Israelis protest against the government’s economic policies during the coronavirus pandemic in Tel Aviv on August 1, 2020. (Jack Guez/AFP)

Protester organizers said that had heard from many concerned for their safety at Saturday evening’s protest.

One organizer, Avi Ofer, said some demonstrators were organizing self-defense units formed of graduates of IDF combat units to respond in the event that far-right extremists assaulted anti-Netanyahu protesters.

“There’s a palpable fear that’s spreading among us about what could happen. Especially on side streets when we leave the protest where there’s no police presence,” said Mor Elyakim, another protest organizer, referring to demonstrators reportedly attacked by far-right extremists in Jerusalem after leaving the Balfour demonstrations.

In the wake of the recent violence toward anti-Netanyahu protesters, the premier himself has increasingly complained about alleged threats and “incitement” against him by demonstrators. He and some of his supporters has also spoken out against the anti-government protesters as “anarchists.”

Transportation Minister Miri Regev, a Likud party ally of Netanyahu’s said Saturday evening the protests were “a campaign of incitement against the prime minister and the right.”

“It is a campaign of incitement by the left, funded by the New Israel Fund,” she told Channel 12 news.

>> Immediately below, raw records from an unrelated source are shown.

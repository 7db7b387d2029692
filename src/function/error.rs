/// Failure raised by a function body itself.
#[derive(thiserror::Error, Debug, Clone, PartialEq, Eq)]
pub enum FunctionError {
    #[error("missing field: {0}")]
    MissingField(&'static str),
}

#[derive(thiserror::Error, Debug)]
pub enum RegistryError {
    #[error("function not found: {0}")]
    NotFound(String),
    #[error("function already registered: {0}")]
    AlreadyRegistered(String),
    #[error("function {id} is {actual}, requested {requested}")]
    TypeMismatch {
        id: String,
        actual: String,
        requested: String,
    },
    #[error("invalid input for {id}")]
    InvalidInput {
        id: String,
        #[source]
        source: serde_json::Error,
    },
    #[error("function {id} failed")]
    Function {
        id: String,
        #[source]
        source: FunctionError,
    },
    #[error("cannot serialize output of {id}")]
    Serialize {
        id: String,
        #[source]
        source: serde_json::Error,
    },
}

#[derive(thiserror::Error, Debug, Clone, PartialEq, Eq)]
pub enum ConversionError {
    #[error("no converter could handle {0}")]
    Unsupported(String),
}

#[derive(thiserror::Error, Debug, Clone, PartialEq, Eq)]
pub enum GlobalError {
    #[error("function registry already installed")]
    AlreadyInstalled,
    #[error("function registry not installed")]
    NotInstalled,
}
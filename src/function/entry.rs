use std::any::{Any, type_name};
use std::borrow::Borrow;
use std::fmt;
use std::marker::PhantomData;
use std::sync::Arc;

use serde::Serialize;
use serde::de::DeserializeOwned;
use serde_json::Value;

use crate::function::error::{FunctionError, RegistryError};

#[derive(Debug, Clone, PartialEq, Eq, Hash, PartialOrd, Ord)]
pub struct FunctionId(pub String);

impl FunctionId {
    pub fn new(value: impl Into<String>) -> Self {
        Self(value.into())
    }

    pub fn as_str(&self) -> &str {
        &self.0
    }
}

impl Borrow<str> for FunctionId {
    fn borrow(&self) -> &str {
        &self.0
    }
}

impl fmt::Display for FunctionId {
    fn fmt(&self, f: &mut fmt::Formatter<'_>) -> fmt::Result {
        f.write_str(&self.0)
    }
}

type TypedFn<I, O> = Arc<dyn Fn(I) -> Result<O, FunctionError> + Send + Sync>;
type JsonFn = Arc<dyn Fn(Value) -> Result<Value, RegistryError> + Send + Sync>;

/// A registered transformation.
///
/// The same body is reachable two ways: through a typed handle recovered
/// with [`FunctionEntry::typed`], and through the JSON form used by hosts
/// that only see wire payloads.
#[derive(Clone)]
pub struct FunctionEntry {
    id: FunctionId,
    input_type: String,
    output_type: String,
    typed: Arc<dyn Any + Send + Sync>,
    json: JsonFn,
}

impl FunctionEntry {
    pub fn new<I, O, F>(id: FunctionId, f: F) -> Self
    where
        I: DeserializeOwned + 'static,
        O: Serialize + 'static,
        F: Fn(I) -> Result<O, FunctionError> + Send + Sync + 'static,
    {
        let typed: TypedFn<I, O> = Arc::new(f);

        let json_id = id.clone();
        let body = Arc::clone(&typed);
        let json: JsonFn = Arc::new(move |input: Value| {
            let input: I =
                serde_json::from_value(input).map_err(|source| RegistryError::InvalidInput {
                    id: json_id.0.clone(),
                    source,
                })?;
            let output = body(input).map_err(|source| RegistryError::Function {
                id: json_id.0.clone(),
                source,
            })?;
            serde_json::to_value(output).map_err(|source| RegistryError::Serialize {
                id: json_id.0.clone(),
                source,
            })
        });

        Self {
            id,
            input_type: short_type_name(type_name::<I>()),
            output_type: short_type_name(type_name::<O>()),
            typed: Arc::new(typed),
            json,
        }
    }

    pub fn id(&self) -> &FunctionId {
        &self.id
    }

    pub fn input_type(&self) -> &str {
        &self.input_type
    }

    pub fn output_type(&self) -> &str {
        &self.output_type
    }

    /// Recover the typed body, if `I` and `O` match the registered types.
    pub fn typed<I, O>(&self) -> Result<TypedFunction<I, O>, RegistryError>
    where
        I: 'static,
        O: 'static,
    {
        self.typed
            .downcast_ref::<TypedFn<I, O>>()
            .map(|body| TypedFunction {
                id: self.id.clone(),
                body: Arc::clone(body),
                _marker: PhantomData,
            })
            .ok_or_else(|| RegistryError::TypeMismatch {
                id: self.id.0.clone(),
                actual: format!("{} -> {}", self.input_type, self.output_type),
                requested: format!(
                    "{} -> {}",
                    short_type_name(type_name::<I>()),
                    short_type_name(type_name::<O>())
                ),
            })
    }

    pub fn invoke_json(&self, input: Value) -> Result<Value, RegistryError> {
        (self.json)(input)
    }
}

impl fmt::Debug for FunctionEntry {
    fn fmt(&self, f: &mut fmt::Formatter<'_>) -> fmt::Result {
        f.debug_struct("FunctionEntry")
            .field("id", &self.id)
            .field("input_type", &self.input_type)
            .field("output_type", &self.output_type)
            .finish_non_exhaustive()
    }
}

/// `alloc::vec::Vec<alloc::string::String>` becomes `Vec<String>`.
fn short_type_name(full: &str) -> String {
    let mut out = String::with_capacity(full.len());
    let mut segment_start = 0;
    let mut chars = full.chars().peekable();

    while let Some(c) = chars.next() {
        if c == ':' && chars.peek() == Some(&':') {
            chars.next();
            out.truncate(segment_start);
        } else {
            out.push(c);
            if !(c.is_alphanumeric() || c == '_') {
                segment_start = out.len();
            }
        }
    }
    out
}

/// Typed handle to a registered function.
pub struct TypedFunction<I, O> {
    id: FunctionId,
    body: TypedFn<I, O>,
    _marker: PhantomData<fn(I) -> O>,
}

impl<I, O> TypedFunction<I, O> {
    pub fn id(&self) -> &FunctionId {
        &self.id
    }

    pub fn call(&self, input: I) -> Result<O, FunctionError> {
        (self.body)(input)
    }
}

impl<I, O> Clone for TypedFunction<I, O> {
    fn clone(&self) -> Self {
        Self {
            id: self.id.clone(),
            body: Arc::clone(&self.body),
            _marker: PhantomData,
        }
    }
}

impl<I, O> fmt::Debug for TypedFunction<I, O> {
    fn fmt(&self, f: &mut fmt::Formatter<'_>) -> fmt::Result {
        f.debug_struct("TypedFunction")
            .field("id", &self.id)
            .finish_non_exhaustive()
    }
}
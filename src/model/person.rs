use serde::{Deserialize, Serialize};

/// A person record as carried by the `uppercasePerson` function.
///
/// `name` is optional so an absent or `null` name survives deserialization
/// and can be rejected explicitly by the function instead of by serde.
#[derive(Debug, Clone, Default, PartialEq, Eq, Serialize, Deserialize)]
pub struct Person {
    #[serde(default)]
    pub id: i32,
    #[serde(default)]
    pub name: Option<String>,
}

impl Person {
    pub fn new(id: i32, name: impl Into<String>) -> Self {
        Self {
            id,
            name: Some(name.into()),
        }
    }

    pub fn id(&self) -> i32 {
        self.id
    }

    pub fn set_id(&mut self, id: i32) {
        self.id = id;
    }

    pub fn name(&self) -> Option<&str> {
        self.name.as_deref()
    }

    pub fn set_name(&mut self, name: impl Into<String>) {
        self.name = Some(name.into());
    }
}
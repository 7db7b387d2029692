use anyhow::{Context, Result, anyhow};
use serde::Deserialize;
use std::fs;
use std::path::{Path, PathBuf};

const DEFAULTS: &str = include_str!("../../config/default.toml");

#[derive(Debug, Clone, Deserialize)]
pub struct AppConfig {
    pub general: GeneralConfig,
    pub function: FunctionConfig,
}

#[derive(Debug, Clone, Deserialize)]
pub struct GeneralConfig {
    /// Empty means the platform data dir.
    pub log_dir: String,
    pub log_file: String,
    pub log_filter: String,
}

#[derive(Debug, Clone, Deserialize)]
pub struct FunctionConfig {
    pub definition: String,
    #[serde(default)]
    pub disabled: Vec<String>,
}

impl AppConfig {
    /// Load configuration with layering: defaults → user config.
    pub fn load() -> Result<Self> {
        let user_path = directories::ProjectDirs::from("", "", "function-host")
            .map(|dirs| dirs.config_dir().join("config.toml"));
        Self::load_from(user_path.as_deref())
    }

    /// Like [`AppConfig::load`] but reads the user layer from `user_path`.
    /// A path that does not exist is skipped.
    pub fn load_from(user_path: Option<&Path>) -> Result<Self> {
        let mut layered: toml::Value = toml::from_str(DEFAULTS)?;

        if let Some(path) = user_path.filter(|path| path.exists()) {
            let raw = fs::read_to_string(path)
                .with_context(|| format!("reading {}", path.display()))?;
            let user: toml::Value =
                toml::from_str(&raw).with_context(|| format!("parsing {}", path.display()))?;
            merge(&mut layered, user);
            tracing::debug!("applied user config from {}", path.display());
        }

        let mut config: AppConfig = layered.try_into()?;
        config.expand_paths()?;
        Ok(config)
    }

    /// Parse a config document layered over the defaults.
    pub fn from_toml_str(raw: &str) -> Result<Self> {
        let mut layered: toml::Value = toml::from_str(DEFAULTS)?;
        merge(&mut layered, toml::from_str(raw)?);
        let mut config: AppConfig = layered.try_into()?;
        config.expand_paths()?;
        Ok(config)
    }

    pub fn log_dir(&self) -> PathBuf {
        if !self.general.log_dir.is_empty() {
            return PathBuf::from(&self.general.log_dir);
        }

        directories::ProjectDirs::from("", "", "function-host")
            .map(|dirs| dirs.data_dir().to_path_buf())
            .unwrap_or_else(|| std::env::temp_dir().join("function-host"))
    }

    fn expand_paths(&mut self) -> Result<()> {
        // Expand ~ in log_dir
        if self.general.log_dir.starts_with('~') {
            let home = dirs_home().ok_or_else(|| anyhow!("cannot determine home directory"))?;
            self.general.log_dir = self
                .general
                .log_dir
                .replacen('~', &home.to_string_lossy(), 1);
        }
        Ok(())
    }
}

/// Tables merge key by key; any other value in `overlay` replaces `base`.
fn merge(base: &mut toml::Value, overlay: toml::Value) {
    match (base, overlay) {
        (toml::Value::Table(base), toml::Value::Table(overlay)) => {
            for (key, value) in overlay {
                match base.get_mut(&key) {
                    Some(existing) => merge(existing, value),
                    None => {
                        base.insert(key, value);
                    }
                }
            }
        }
        (base, overlay) => *base = overlay,
    }
}

fn dirs_home() -> Option<PathBuf> {
    directories::BaseDirs::new().map(|d| d.home_dir().to_path_buf())
}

Another vocal critic of the protests has been Public Security Minister Amir Ohana, like Regev a vocal Likud supporter of Netanyahu. In a recent recording, Ohana was heard pressing the Jerusalem police chief to quash the protests outside the Prime Minister’s Residence and a Channel 12 report on Friday said he implied to a top candidate for police commissioner he could get the appointment if he adopted the minister’s desire for a strong-handed approach to the ongoing demonstrations.

On Saturday, Ohana denied he was trying to politicize the police or that he had asked them to use water canons, clubs or stun grenades against protesters.

“I don’t deal with the ‘how,’” he wrote on Facebook. “That is an operational consideration. Only equal police treatment for all population groups will guarantee a police that isn’t political.”

Protesters, mask-clad due to the coronavirus pandemic, gather for a demonstration against the government near the Prime Minister’s residence in Jerusalem on August 1, 2020. (Menahem Kahana/AFP)

Protesters have for weeks been holding regular rallies outside the Prime Minister’s Residence on Balfour Street in Jerusalem, as well as in Tel Aviv and other areas, calling on the premier to resign due to his indictment on corruption charges. They have been joined in recent weeks by people protesting the government’s economic policies during the coronavirus pandemic, with crowds in the thousands and rising.

Netanyahu is on trial for a series of cases in which he allegedly received lavish gifts from billionaire friends and traded regulatory favors with media moguls for more favorable coverage of himself and his family. The prime minister has denied any wrongdoing, accusing the media and law enforcement of a witch hunt to oust him from office.